*** Data records ***

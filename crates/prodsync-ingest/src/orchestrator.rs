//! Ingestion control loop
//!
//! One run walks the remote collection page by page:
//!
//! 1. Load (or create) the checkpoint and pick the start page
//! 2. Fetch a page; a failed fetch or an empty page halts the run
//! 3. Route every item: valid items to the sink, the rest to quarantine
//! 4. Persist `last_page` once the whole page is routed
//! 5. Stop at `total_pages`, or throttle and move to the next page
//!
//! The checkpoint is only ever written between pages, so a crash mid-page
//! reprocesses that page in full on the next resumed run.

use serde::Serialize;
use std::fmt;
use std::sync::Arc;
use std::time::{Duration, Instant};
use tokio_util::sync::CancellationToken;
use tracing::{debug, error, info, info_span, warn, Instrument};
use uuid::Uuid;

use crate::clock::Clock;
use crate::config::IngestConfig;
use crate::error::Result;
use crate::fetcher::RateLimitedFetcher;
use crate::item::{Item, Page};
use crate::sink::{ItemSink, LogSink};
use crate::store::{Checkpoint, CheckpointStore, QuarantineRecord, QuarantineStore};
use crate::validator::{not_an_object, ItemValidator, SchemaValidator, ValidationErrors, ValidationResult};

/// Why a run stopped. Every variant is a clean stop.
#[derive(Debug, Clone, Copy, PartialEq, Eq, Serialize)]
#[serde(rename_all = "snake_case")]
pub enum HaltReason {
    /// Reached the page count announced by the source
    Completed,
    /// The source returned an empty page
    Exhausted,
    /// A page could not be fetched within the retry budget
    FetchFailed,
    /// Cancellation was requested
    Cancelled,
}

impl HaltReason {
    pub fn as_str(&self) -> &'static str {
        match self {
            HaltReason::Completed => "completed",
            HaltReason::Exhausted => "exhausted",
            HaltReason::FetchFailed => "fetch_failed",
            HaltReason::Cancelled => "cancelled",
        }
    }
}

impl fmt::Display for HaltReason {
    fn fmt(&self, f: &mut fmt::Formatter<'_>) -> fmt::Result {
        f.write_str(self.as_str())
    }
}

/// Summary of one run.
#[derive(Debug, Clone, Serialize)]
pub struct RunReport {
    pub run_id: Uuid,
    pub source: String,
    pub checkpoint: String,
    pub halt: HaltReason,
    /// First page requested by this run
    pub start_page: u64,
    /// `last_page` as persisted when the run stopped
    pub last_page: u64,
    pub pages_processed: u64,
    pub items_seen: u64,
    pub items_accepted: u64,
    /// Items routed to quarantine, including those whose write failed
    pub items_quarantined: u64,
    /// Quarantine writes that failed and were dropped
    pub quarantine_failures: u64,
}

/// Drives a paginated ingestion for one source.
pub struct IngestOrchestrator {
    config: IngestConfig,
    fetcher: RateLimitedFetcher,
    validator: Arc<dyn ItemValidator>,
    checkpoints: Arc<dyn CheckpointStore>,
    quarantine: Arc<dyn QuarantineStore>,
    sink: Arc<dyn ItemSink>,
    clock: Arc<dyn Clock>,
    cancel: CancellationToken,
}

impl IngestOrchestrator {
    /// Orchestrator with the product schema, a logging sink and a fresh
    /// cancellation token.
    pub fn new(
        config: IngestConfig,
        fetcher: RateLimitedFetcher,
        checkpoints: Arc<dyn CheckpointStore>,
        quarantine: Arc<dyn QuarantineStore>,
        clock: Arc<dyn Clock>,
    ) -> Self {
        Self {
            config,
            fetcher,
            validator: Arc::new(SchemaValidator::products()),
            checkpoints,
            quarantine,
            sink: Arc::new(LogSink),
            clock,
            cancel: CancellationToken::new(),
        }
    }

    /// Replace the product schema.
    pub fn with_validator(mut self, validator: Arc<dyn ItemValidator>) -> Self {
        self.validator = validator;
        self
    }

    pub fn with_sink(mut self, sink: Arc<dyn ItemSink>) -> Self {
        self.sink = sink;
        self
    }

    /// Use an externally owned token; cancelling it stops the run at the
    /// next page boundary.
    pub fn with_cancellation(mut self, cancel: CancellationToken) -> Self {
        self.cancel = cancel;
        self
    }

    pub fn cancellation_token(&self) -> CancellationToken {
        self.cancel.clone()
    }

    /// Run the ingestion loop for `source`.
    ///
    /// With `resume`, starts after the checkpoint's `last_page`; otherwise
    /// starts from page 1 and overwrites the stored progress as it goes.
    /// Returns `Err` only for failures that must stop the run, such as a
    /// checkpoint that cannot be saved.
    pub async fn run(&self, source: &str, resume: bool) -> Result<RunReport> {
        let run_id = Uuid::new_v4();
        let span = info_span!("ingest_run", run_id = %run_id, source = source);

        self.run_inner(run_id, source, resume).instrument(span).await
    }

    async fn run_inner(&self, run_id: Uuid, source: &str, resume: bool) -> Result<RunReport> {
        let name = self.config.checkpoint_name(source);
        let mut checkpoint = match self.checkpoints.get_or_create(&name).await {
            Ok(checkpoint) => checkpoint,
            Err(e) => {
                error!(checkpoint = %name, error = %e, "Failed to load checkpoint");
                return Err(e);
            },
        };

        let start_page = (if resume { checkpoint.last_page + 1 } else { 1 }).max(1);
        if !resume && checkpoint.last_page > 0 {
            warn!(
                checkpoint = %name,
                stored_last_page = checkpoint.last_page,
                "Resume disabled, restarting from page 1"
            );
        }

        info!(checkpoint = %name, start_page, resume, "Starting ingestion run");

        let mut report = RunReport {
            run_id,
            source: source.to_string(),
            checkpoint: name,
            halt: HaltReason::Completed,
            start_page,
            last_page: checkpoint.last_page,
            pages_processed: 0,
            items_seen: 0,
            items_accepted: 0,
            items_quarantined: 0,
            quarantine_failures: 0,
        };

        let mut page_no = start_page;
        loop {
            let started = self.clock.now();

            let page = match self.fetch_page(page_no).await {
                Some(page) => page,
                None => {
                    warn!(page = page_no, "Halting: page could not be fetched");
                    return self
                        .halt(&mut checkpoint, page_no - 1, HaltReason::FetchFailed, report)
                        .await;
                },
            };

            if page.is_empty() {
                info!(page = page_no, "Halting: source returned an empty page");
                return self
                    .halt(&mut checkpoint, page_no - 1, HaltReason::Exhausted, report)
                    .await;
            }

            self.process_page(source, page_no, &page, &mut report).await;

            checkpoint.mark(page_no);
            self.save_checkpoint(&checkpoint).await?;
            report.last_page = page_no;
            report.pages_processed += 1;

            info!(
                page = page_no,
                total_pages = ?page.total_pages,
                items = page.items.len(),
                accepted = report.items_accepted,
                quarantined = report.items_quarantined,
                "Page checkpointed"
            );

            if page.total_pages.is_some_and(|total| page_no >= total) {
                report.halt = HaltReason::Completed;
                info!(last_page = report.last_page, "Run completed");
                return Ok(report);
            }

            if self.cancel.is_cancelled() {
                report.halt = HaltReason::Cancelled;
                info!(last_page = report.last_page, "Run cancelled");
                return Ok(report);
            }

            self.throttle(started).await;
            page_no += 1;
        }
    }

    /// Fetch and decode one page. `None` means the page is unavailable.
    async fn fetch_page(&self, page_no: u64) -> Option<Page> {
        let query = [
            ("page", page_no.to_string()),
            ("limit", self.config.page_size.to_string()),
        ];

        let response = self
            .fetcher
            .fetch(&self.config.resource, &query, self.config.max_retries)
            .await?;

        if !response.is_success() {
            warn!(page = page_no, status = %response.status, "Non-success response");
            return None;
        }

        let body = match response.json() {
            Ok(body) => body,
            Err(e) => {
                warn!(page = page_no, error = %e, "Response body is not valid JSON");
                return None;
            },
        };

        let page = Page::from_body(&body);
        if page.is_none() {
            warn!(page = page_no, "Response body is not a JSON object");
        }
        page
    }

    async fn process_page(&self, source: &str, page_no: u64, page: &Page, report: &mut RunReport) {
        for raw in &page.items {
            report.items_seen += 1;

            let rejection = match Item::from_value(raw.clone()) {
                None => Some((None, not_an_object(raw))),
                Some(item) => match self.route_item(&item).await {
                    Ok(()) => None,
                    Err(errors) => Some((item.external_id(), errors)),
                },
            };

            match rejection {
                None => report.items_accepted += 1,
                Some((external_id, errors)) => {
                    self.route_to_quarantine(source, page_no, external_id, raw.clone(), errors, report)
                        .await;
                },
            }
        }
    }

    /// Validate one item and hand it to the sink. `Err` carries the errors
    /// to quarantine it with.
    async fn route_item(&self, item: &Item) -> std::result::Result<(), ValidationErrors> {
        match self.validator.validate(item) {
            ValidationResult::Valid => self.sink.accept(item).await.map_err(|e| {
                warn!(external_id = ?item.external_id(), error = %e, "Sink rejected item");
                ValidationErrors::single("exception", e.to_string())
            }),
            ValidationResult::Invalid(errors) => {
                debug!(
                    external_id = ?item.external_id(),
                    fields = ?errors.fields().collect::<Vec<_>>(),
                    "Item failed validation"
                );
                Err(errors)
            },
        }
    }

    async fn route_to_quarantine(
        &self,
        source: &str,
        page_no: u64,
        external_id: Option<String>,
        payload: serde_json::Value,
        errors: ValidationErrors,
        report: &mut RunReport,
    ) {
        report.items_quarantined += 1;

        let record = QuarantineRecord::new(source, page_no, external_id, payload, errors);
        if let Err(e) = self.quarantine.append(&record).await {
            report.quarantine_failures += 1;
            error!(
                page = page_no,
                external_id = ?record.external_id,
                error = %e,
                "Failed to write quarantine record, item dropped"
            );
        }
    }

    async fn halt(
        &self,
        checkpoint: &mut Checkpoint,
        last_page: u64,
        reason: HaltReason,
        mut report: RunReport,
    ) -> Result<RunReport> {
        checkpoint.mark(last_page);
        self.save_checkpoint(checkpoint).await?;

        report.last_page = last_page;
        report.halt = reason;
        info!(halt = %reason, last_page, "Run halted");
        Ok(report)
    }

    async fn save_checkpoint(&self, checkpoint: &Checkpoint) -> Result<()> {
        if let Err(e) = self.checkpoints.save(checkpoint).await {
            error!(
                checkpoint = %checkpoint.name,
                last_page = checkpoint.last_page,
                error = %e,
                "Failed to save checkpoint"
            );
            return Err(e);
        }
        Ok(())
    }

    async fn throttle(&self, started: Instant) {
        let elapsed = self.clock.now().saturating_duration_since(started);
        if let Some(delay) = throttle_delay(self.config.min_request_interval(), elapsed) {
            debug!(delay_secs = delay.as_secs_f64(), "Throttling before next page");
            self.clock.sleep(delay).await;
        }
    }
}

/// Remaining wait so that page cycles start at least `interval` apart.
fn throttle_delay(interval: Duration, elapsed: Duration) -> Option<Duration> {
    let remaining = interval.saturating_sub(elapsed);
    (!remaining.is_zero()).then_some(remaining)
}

*** End of Data records ***
*** Data records ***

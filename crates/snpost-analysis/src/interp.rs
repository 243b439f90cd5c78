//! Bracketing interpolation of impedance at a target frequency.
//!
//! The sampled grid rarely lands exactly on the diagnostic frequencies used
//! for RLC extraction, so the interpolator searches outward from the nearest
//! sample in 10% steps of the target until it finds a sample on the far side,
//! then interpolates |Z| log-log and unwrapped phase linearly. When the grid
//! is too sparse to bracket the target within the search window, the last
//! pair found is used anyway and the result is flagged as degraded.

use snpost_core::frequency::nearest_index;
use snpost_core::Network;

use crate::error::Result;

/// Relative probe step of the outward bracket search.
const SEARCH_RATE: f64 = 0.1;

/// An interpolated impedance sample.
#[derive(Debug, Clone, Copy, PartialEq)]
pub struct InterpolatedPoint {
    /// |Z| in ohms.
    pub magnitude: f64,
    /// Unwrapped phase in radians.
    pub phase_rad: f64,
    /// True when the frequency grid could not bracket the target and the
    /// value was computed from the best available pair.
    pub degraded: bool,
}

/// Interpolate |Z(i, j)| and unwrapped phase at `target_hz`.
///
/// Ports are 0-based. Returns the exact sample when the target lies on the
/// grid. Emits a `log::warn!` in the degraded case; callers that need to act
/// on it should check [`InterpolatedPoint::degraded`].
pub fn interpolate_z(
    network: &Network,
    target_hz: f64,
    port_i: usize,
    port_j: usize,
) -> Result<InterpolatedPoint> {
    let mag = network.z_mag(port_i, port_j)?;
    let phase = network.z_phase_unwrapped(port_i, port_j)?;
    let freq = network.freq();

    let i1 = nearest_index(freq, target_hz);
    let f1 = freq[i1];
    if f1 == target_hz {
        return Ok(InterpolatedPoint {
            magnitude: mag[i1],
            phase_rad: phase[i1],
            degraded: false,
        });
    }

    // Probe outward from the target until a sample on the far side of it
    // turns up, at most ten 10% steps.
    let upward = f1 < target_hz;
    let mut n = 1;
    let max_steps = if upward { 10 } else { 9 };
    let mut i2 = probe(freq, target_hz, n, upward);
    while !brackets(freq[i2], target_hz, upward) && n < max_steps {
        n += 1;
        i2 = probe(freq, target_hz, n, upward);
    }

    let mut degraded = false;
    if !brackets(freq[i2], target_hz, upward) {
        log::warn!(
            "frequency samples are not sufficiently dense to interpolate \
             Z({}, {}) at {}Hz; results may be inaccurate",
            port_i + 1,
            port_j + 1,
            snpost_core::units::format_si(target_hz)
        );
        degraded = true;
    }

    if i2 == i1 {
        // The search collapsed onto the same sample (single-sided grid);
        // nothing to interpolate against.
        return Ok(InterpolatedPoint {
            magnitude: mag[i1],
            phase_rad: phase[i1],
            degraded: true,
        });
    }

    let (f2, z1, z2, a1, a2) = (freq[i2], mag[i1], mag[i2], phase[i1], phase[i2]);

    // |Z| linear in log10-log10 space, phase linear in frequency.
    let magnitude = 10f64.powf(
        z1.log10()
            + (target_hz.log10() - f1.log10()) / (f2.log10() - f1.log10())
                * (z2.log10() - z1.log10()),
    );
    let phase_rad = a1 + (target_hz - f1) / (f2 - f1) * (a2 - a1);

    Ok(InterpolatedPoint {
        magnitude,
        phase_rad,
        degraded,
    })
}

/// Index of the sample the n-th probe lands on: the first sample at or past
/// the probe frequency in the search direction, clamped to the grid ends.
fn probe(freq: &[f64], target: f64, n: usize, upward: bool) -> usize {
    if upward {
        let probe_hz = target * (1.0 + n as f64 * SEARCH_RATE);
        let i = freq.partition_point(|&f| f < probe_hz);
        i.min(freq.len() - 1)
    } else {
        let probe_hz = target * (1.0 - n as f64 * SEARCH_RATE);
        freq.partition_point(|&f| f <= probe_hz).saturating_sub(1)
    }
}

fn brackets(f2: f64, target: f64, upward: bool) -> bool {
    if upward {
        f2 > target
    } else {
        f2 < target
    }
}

*** End of Data records ***

▸ **Assignment**
Search the data above for the word "grid" and count the lines where it appears. Only the number should be given.

▸ **Solved exercise**
6